Attention-Deficit/Hyperactivity Disorder (ADHD) is among the most prevalent chronic health disorders affecting school-age children [1]. The disorder attracts a lot of controversies [2,3]. One of the main reasons for criticism is the diagnostic process, which in some aspects is subjective and can be relatively easily biased [4].

There is a discrepancy between the expanding scientific biological, genetic and imaging knowledge and the clinical based procedure of ADHD diagnosis [4].

In the absence of available biological markers that would support diagnosis on a routine clinical visit, professionals are asked to continue and use clinical interview, extensive history taking, parent-teacher rating scales, review of psycho-educational test data, and direct observation [4,5]. Shortcomings associated with standard clinical approaches suggest an increasing need to consider complementary strategies for determining diagnostic standing and assessing treatment outcome [4,5].

As in other areas in neurology, there has long been interest in developing laboratory-based technology supported measures that could support ADHD diagnosis and in using technology in order to improve assessment and treatment methods [6-8]. Computerized continuous performance tests (CPT), virtual reality class-room simulators, and even using Nintendo and Wii remote controller through controlling environmental stimulation were suggested [9-11].

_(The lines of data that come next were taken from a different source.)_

use anyhow::{bail, Context, Result};
use serde::{Deserialize, Serialize};
use std::{
    fs,
    path::{Path, PathBuf},
    sync::RwLock,
    time::Duration,
};

use crate::dwell::AccrualPolicy;
use crate::vision::{TrackerSettings, PERSON_CLASS};
use crate::zones::{ZoneDefinition, ZoneSet};

pub const DEFAULT_SETTINGS_FILE: &str = "zonewatch.json";

#[derive(Debug, Clone, Copy, PartialEq, Eq, Serialize, Deserialize)]
pub struct FrameSize {
    pub width: u32,
    pub height: u32,
}

#[derive(Debug, Clone, PartialEq, Serialize, Deserialize)]
#[serde(default)]
pub struct MonitorSettings {
    pub zones: Vec<ZoneDefinition>,
    /// Pause between capture cycles.
    pub sample_interval_ms: u64,
    /// Dwell credited per in-zone sample under the quantized policy.
    pub accrual_quantum_ms: u64,
    pub accrual_policy: AccrualPolicy,
    pub database_path: PathBuf,
    pub dashboard_path: PathBuf,
    pub target_classes: Vec<u32>,
    pub min_confidence: f32,
    pub tracker: TrackerSettings,
    pub blank_frame_size: FrameSize,
}

impl Default for MonitorSettings {
    fn default() -> Self {
        Self {
            zones: vec![ZoneDefinition::rect("Desk Zone", 100, 100, 500, 400)],
            sample_interval_ms: 1000,
            accrual_quantum_ms: 1000,
            accrual_policy: AccrualPolicy::Quantized,
            database_path: PathBuf::from("productivity.db"),
            dashboard_path: PathBuf::from("dashboard.html"),
            target_classes: vec![PERSON_CLASS],
            min_confidence: 0.0,
            tracker: TrackerSettings::default(),
            blank_frame_size: FrameSize {
                width: 640,
                height: 480,
            },
        }
    }
}

impl MonitorSettings {
    pub fn sample_interval(&self) -> Duration {
        Duration::from_millis(self.sample_interval_ms)
    }

    pub fn accrual_quantum(&self) -> Duration {
        Duration::from_millis(self.accrual_quantum_ms)
    }

    pub fn zone_set(&self) -> Result<ZoneSet> {
        ZoneSet::new(self.zones.clone())
    }

    pub fn validate(&self) -> Result<()> {
        if self.sample_interval_ms == 0 {
            bail!("sample_interval_ms must be greater than zero");
        }
        if self.accrual_quantum_ms == 0 {
            bail!("accrual_quantum_ms must be greater than zero");
        }
        if !(0.0..=1.0).contains(&self.min_confidence) {
            bail!("min_confidence must be within 0.0..=1.0, got {}", self.min_confidence);
        }
        if self.tracker.n_init == 0 {
            bail!("tracker.n_init must be at least 1");
        }
        if self.blank_frame_size.width == 0 || self.blank_frame_size.height == 0 {
            bail!("blank_frame_size must be non-empty");
        }
        self.zone_set().map(|_| ())
    }
}

/// Settings backed by a JSON file. A missing file means defaults.
pub struct SettingsStore {
    path: PathBuf,
    data: RwLock<MonitorSettings>,
}

impl SettingsStore {
    pub fn new(path: PathBuf) -> Result<Self> {
        let data = if path.exists() {
            read_settings(&path)?
        } else {
            MonitorSettings::default()
        };
        data.validate()
            .with_context(|| format!("invalid settings in {}", path.display()))?;

        Ok(Self {
            path,
            data: RwLock::new(data),
        })
    }

    pub fn path(&self) -> &Path {
        &self.path
    }

    pub fn current(&self) -> MonitorSettings {
        self.data
            .read()
            .unwrap_or_else(|poisoned| poisoned.into_inner())
            .clone()
    }

    pub fn update(&self, settings: MonitorSettings) -> Result<()> {
        settings.validate()?;
        let mut guard = self
            .data
            .write()
            .unwrap_or_else(|poisoned| poisoned.into_inner());
        *guard = settings;
        self.persist(&guard)
    }

    /// Write the current settings out, creating the file if needed.
    pub fn save(&self) -> Result<()> {
        let current = self.current();
        self.persist(&current)
    }

    fn persist(&self, data: &MonitorSettings) -> Result<()> {
        let serialized = serde_json::to_string_pretty(data)?;
        fs::write(&self.path, serialized)
            .with_context(|| format!("Failed to write settings to {}", self.path.display()))
    }
}

fn read_settings(path: &Path) -> Result<MonitorSettings> {
    let contents = fs::read_to_string(path)
        .with_context(|| format!("Failed to read settings from {}", path.display()))?;
    serde_json::from_str(&contents)
        .with_context(|| format!("Failed to parse settings in {}", path.display()))
}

The clinical utility of these technological measures in the diagnosis and/or treatment of ADHD is the subject of much controversy due to relatively high false negative errors, and low overall utility [4,6].

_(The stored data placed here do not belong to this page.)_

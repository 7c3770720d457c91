use std::collections::BTreeMap;

use chrono::NaiveDateTime;
use log::{info, warn};
use rusqlite::{params, Connection, OptionalExtension, Row};

use crate::db::{
    connection::Database,
    error::StorageResult,
    helpers::{format_timestamp, parse_timestamp, to_i64, to_u64},
    models::ProductivityRecord,
};
use crate::vision::TrackId;

// Rows adopted from an unversioned table may lack `last_updated`; those are
// skipped until a flush touches them again.
fn row_to_record(row: &Row) -> StorageResult<Option<ProductivityRecord>> {
    let person_id: i64 = row.get("person_id")?;
    let seconds: Option<i64> = row.get("time_spent_seconds")?;
    let Some(last_updated) = row.get::<_, Option<String>>("last_updated")? else {
        warn!("Skipping person_id {person_id}: last_updated is NULL");
        return Ok(None);
    };

    Ok(Some(ProductivityRecord {
        person_id: TrackId(to_u64(person_id, "person_id")?),
        time_spent_seconds: to_u64(seconds.unwrap_or(0), "time_spent_seconds")?,
        last_updated: parse_timestamp(&last_updated, "last_updated")?,
    }))
}

pub struct ProductivityRepository<'a> {
    conn: &'a Connection,
}

impl<'a> ProductivityRepository<'a> {
    pub fn new(conn: &'a Connection) -> Self {
        Self { conn }
    }

    /// Add `seconds` to the stored total for `person_id`, creating the row on first sight.
    pub fn add_seconds(
        &self,
        person_id: TrackId,
        seconds: u64,
        at: &NaiveDateTime,
    ) -> StorageResult<()> {
        self.conn.execute(
            "INSERT INTO productivity (person_id, time_spent_seconds, last_updated)
             VALUES (?1, ?2, ?3)
             ON CONFLICT(person_id) DO UPDATE SET
                 time_spent_seconds = COALESCE(productivity.time_spent_seconds, 0) + excluded.time_spent_seconds,
                 last_updated = excluded.last_updated",
            params![
                to_i64(person_id.0, "person_id")?,
                to_i64(seconds, "time_spent_seconds")?,
                format_timestamp(at),
            ],
        )?;
        Ok(())
    }

    pub fn get(&self, person_id: TrackId) -> StorageResult<Option<ProductivityRecord>> {
        let mut stmt = self.conn.prepare(
            "SELECT person_id, time_spent_seconds, last_updated
             FROM productivity WHERE person_id = ?1",
        )?;
        let mut rows = stmt.query(params![to_i64(person_id.0, "person_id")?])?;
        match rows.next()? {
            Some(row) => row_to_record(row),
            None => Ok(None),
        }
    }

    pub fn list_all(&self) -> StorageResult<Vec<ProductivityRecord>> {
        let mut stmt = self.conn.prepare(
            "SELECT person_id, time_spent_seconds, last_updated
             FROM productivity
             ORDER BY person_id ASC",
        )?;

        let mut rows = stmt.query([])?;
        let mut records = Vec::new();
        while let Some(row) = rows.next()? {
            records.extend(row_to_record(row)?);
        }
        Ok(records)
    }

    pub fn total_seconds(&self) -> StorageResult<u64> {
        let total: Option<i64> = self
            .conn
            .query_row(
                "SELECT SUM(time_spent_seconds) FROM productivity",
                [],
                |row| row.get(0),
            )
            .optional()?
            .flatten();
        to_u64(total.unwrap_or(0), "time_spent_seconds")
    }
}

impl Database {
    /// Merge session totals into the store.
    ///
    /// All rows are written in one transaction: either every identity is
    /// credited or none is. Returns the number of rows touched.
    pub async fn flush_dwell_totals(
        &self,
        totals: BTreeMap<TrackId, u64>,
        at: NaiveDateTime,
    ) -> StorageResult<usize> {
        self.execute(move |conn| {
            let tx = conn.transaction()?;
            {
                let repo = ProductivityRepository::new(&tx);
                for (person_id, seconds) in &totals {
                    repo.add_seconds(*person_id, *seconds, &at)?;
                    info!(
                        "Saved person_id {person_id}, seconds {seconds}, timestamp {}",
                        format_timestamp(&at)
                    );
                }
            }
            tx.commit()?;
            info!("DB commit done ({} rows)", totals.len());
            Ok(totals.len())
        })
        .await
    }

    pub async fn get_productivity_records(&self) -> StorageResult<Vec<ProductivityRecord>> {
        self.execute(|conn| ProductivityRepository::new(conn).list_all())
            .await
    }

    pub async fn get_productivity_record(
        &self,
        person_id: TrackId,
    ) -> StorageResult<Option<ProductivityRecord>> {
        self.execute(move |conn| ProductivityRepository::new(conn).get(person_id))
            .await
    }

    pub async fn get_total_tracked_seconds(&self) -> StorageResult<u64> {
        self.execute(|conn| ProductivityRepository::new(conn).total_seconds())
            .await
    }
}

#[cfg(test)]
mod tests {
    use super::*;
    use chrono::NaiveDate;

    fn at(h: u32, m: u32, s: u32) -> NaiveDateTime {
        NaiveDate::from_ymd_opt(2024, 5, 1)
            .unwrap()
            .and_hms_opt(h, m, s)
            .unwrap()
    }

    fn test_db() -> (tempfile::TempDir, Database) {
        let dir = tempfile::tempdir().expect("temp dir");
        let db = Database::new(dir.path().join("productivity.db")).expect("open db");
        (dir, db)
    }

    #[tokio::test]
    async fn first_flush_creates_row() {
        let (_dir, db) = test_db();

        let written = db
            .flush_dwell_totals(BTreeMap::from([(TrackId(4), 17)]), at(9, 0, 0))
            .await
            .unwrap();
        assert_eq!(written, 1);

        let record = db.get_productivity_record(TrackId(4)).await.unwrap().unwrap();
        assert_eq!(record.time_spent_seconds, 17);
        assert_eq!(record.last_updated, at(9, 0, 0));
    }

    #[tokio::test]
    async fn repeated_flushes_add_instead_of_overwrite() {
        let (_dir, db) = test_db();

        db.flush_dwell_totals(BTreeMap::from([(TrackId(5), 0)]), at(8, 0, 0))
            .await
            .unwrap();
        db.flush_dwell_totals(BTreeMap::from([(TrackId(5), 10)]), at(9, 0, 0))
            .await
            .unwrap();
        db.flush_dwell_totals(BTreeMap::from([(TrackId(5), 10)]), at(10, 30, 0))
            .await
            .unwrap();

        let record = db.get_productivity_record(TrackId(5)).await.unwrap().unwrap();
        assert_eq!(record.time_spent_seconds, 20);
        assert_eq!(record.last_updated, at(10, 30, 0));
    }

    #[tokio::test]
    async fn list_is_ordered_by_identity() {
        let (_dir, db) = test_db();

        db.flush_dwell_totals(
            BTreeMap::from([(TrackId(9), 3), (TrackId(2), 8), (TrackId(5), 1)]),
            at(12, 0, 0),
        )
        .await
        .unwrap();

        let ids: Vec<u64> = db
            .get_productivity_records()
            .await
            .unwrap()
            .into_iter()
            .map(|r| r.person_id.0)
            .collect();
        assert_eq!(ids, vec![2, 5, 9]);
        assert_eq!(db.get_total_tracked_seconds().await.unwrap(), 12);
    }

    #[tokio::test]
    async fn empty_flush_writes_nothing() {
        let (_dir, db) = test_db();
        let written = db
            .flush_dwell_totals(BTreeMap::new(), at(12, 0, 0))
            .await
            .unwrap();
        assert_eq!(written, 0);
        assert!(db.get_productivity_records().await.unwrap().is_empty());
        assert_eq!(db.get_total_tracked_seconds().await.unwrap(), 0);
    }

    #[tokio::test]
    async fn totals_survive_reopen() {
        let dir = tempfile::tempdir().unwrap();
        let path = dir.path().join("productivity.db");

        {
            let db = Database::new(path.clone()).unwrap();
            db.flush_dwell_totals(BTreeMap::from([(TrackId(1), 30)]), at(7, 0, 0))
                .await
                .unwrap();
        }

        let db = Database::new(path).unwrap();
        db.flush_dwell_totals(BTreeMap::from([(TrackId(1), 15)]), at(8, 0, 0))
            .await
            .unwrap();
        let record = db.get_productivity_record(TrackId(1)).await.unwrap().unwrap();
        assert_eq!(record.time_spent_seconds, 45);
    }

    #[tokio::test]
    async fn legacy_rows_without_timestamp_are_skipped_until_flushed() {
        let dir = tempfile::tempdir().unwrap();
        let path = dir.path().join("productivity.db");
        {
            let conn = Connection::open(&path).unwrap();
            conn.execute_batch(
                "CREATE TABLE productivity (
                    person_id INTEGER PRIMARY KEY,
                    time_spent_seconds INTEGER,
                    last_updated TEXT
                );
                INSERT INTO productivity VALUES (1, 40, '2024-01-01 10:00:00');
                INSERT INTO productivity VALUES (2, 25, NULL);
                INSERT INTO productivity VALUES (3, NULL, '2024-01-01 11:00:00');",
            )
            .unwrap();
        }

        let db = Database::new(path).unwrap();
        let records = db.get_productivity_records().await.unwrap();
        let ids: Vec<u64> = records.iter().map(|r| r.person_id.0).collect();
        assert_eq!(ids, vec![1, 3]);
        assert_eq!(records[1].time_spent_seconds, 0);
        assert!(db.get_productivity_record(TrackId(2)).await.unwrap().is_none());

        db.flush_dwell_totals(BTreeMap::from([(TrackId(2), 5)]), at(12, 0, 0))
            .await
            .unwrap();
        let healed = db.get_productivity_record(TrackId(2)).await.unwrap().unwrap();
        assert_eq!(healed.time_spent_seconds, 30);
        assert_eq!(healed.last_updated, at(12, 0, 0));
    }
}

Most researchers concluded that the data available supporting the validity of these measures is limited and that there is a need for further validity studies [2,4,12].

Through modifying the existing hardware or by adopting software technology, many commercial high-technology products possessing the characteristics of special sensors can be reset or modified in terms of their default functions, and turned into high performance assistive devices to meet the special needs of people with ADHD [10].

Clearly, the diagnostic process of ADHD requires the development of more definitive measures [2,4]. The solution lies in more research that will guide us towards better diagnostic tools. The impact of undiagnosed or misdiagnosed ADHD might have a significant effect on the lives of many children. Therefore, there is a need to compile a mandatory, more accurate, and generally accepted diagnostic battery of tests for all clinicians who assess ADHD children, while strongly considering the incorporation of various technological tools which might improve the validity and accuracy of the diagnosis process and of treatment assessment.